[INPUT — start]

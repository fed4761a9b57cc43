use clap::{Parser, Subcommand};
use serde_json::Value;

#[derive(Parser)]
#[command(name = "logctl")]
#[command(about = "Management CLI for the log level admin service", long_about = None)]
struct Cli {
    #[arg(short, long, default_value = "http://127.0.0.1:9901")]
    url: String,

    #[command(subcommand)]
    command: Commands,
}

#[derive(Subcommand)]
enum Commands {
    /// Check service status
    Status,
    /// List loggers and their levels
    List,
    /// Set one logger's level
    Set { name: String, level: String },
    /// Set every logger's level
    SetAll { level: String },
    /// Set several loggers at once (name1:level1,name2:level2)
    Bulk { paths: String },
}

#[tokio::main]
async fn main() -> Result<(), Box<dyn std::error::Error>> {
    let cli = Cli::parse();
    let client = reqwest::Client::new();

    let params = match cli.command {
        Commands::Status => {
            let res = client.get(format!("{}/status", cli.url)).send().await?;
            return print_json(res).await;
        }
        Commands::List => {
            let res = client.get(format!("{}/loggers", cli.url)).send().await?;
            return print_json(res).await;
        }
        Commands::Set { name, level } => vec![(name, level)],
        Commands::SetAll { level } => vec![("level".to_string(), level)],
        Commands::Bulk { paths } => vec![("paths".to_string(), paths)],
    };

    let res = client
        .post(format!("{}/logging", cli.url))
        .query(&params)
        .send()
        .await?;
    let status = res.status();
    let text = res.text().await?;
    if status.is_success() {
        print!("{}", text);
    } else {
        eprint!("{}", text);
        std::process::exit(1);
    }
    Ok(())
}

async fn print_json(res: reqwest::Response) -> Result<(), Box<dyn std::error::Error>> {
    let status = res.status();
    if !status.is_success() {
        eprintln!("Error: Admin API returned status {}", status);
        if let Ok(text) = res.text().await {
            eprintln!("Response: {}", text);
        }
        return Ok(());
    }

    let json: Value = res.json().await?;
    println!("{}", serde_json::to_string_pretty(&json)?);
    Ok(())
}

[INPUT — finish]
[INPUT — start]

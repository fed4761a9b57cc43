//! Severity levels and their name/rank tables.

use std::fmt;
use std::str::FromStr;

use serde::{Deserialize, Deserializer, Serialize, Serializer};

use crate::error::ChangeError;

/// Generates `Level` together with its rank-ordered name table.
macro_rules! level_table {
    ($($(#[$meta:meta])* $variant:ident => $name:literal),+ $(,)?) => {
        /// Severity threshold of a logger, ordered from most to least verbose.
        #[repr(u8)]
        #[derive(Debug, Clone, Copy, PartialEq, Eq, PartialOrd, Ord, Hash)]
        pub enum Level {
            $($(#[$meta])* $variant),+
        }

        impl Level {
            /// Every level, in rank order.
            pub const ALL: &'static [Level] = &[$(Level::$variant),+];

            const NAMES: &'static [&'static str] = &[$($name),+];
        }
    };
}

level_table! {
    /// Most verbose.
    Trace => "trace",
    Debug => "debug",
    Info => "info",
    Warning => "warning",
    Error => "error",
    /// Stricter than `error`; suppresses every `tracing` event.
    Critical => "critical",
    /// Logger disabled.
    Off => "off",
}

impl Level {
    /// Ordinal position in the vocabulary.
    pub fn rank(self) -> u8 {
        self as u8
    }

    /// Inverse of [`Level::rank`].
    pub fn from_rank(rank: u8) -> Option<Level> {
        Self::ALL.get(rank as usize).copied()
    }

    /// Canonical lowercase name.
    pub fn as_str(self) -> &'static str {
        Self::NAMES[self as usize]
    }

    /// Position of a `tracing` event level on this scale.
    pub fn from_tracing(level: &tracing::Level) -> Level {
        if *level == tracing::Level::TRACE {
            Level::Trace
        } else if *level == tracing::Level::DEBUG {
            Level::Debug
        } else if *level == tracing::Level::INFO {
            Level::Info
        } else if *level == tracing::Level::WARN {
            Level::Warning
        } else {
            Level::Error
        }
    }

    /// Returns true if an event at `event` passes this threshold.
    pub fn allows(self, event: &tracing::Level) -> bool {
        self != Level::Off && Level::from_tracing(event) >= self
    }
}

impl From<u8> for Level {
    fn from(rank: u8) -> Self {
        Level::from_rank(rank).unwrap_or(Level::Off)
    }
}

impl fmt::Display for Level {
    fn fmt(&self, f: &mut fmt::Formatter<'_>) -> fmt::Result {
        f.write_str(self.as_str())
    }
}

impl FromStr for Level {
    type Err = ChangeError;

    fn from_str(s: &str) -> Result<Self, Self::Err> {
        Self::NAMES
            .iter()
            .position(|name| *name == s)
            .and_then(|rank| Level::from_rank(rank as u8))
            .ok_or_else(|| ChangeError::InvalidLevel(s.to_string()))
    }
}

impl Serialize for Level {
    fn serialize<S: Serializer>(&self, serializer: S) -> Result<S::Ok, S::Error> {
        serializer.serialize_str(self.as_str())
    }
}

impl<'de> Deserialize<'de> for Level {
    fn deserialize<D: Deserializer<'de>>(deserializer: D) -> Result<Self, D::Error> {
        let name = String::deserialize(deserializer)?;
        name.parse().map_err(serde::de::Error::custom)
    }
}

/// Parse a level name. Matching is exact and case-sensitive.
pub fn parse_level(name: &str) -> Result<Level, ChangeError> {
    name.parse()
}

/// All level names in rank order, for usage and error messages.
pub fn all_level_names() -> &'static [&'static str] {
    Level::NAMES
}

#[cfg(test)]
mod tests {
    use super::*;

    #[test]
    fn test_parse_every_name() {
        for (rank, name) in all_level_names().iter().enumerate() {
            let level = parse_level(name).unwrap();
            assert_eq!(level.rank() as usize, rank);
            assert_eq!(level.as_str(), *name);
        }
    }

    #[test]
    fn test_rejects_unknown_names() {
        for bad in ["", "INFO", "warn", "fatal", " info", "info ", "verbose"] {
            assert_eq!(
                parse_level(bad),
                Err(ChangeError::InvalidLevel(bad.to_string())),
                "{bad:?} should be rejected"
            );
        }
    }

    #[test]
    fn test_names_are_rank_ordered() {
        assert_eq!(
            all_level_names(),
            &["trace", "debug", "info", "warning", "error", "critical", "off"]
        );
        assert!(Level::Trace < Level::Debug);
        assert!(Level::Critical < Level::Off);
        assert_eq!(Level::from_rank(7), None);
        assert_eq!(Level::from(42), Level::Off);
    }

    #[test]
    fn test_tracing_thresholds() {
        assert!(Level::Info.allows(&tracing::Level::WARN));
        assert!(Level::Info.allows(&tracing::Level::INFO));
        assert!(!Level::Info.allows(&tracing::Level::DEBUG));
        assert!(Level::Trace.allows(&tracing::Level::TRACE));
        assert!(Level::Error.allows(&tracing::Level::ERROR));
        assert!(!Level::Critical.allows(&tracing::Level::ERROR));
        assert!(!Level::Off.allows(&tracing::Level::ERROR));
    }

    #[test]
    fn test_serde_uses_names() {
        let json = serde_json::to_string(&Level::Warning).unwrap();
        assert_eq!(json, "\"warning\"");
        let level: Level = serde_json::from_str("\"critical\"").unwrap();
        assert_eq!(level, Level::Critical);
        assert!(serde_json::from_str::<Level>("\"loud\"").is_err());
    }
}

[INPUT — finish]
[INPUT — start]

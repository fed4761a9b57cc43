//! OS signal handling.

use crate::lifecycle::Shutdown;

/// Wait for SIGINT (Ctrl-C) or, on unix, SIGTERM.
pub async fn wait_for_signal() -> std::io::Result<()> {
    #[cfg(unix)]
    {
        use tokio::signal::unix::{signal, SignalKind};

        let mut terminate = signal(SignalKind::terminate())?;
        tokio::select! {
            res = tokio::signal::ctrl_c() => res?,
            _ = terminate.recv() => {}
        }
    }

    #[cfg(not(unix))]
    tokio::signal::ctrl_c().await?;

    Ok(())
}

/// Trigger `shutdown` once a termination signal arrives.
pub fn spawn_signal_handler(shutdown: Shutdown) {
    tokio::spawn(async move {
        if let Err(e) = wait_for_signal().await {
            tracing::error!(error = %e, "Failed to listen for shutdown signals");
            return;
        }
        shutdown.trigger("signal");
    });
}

[INPUT — finish]

TASK STATEMENT >> Going line by line through the entries above, count each line that has the word "once", then state the count alone.

PROBLEM SOLUTION >> 2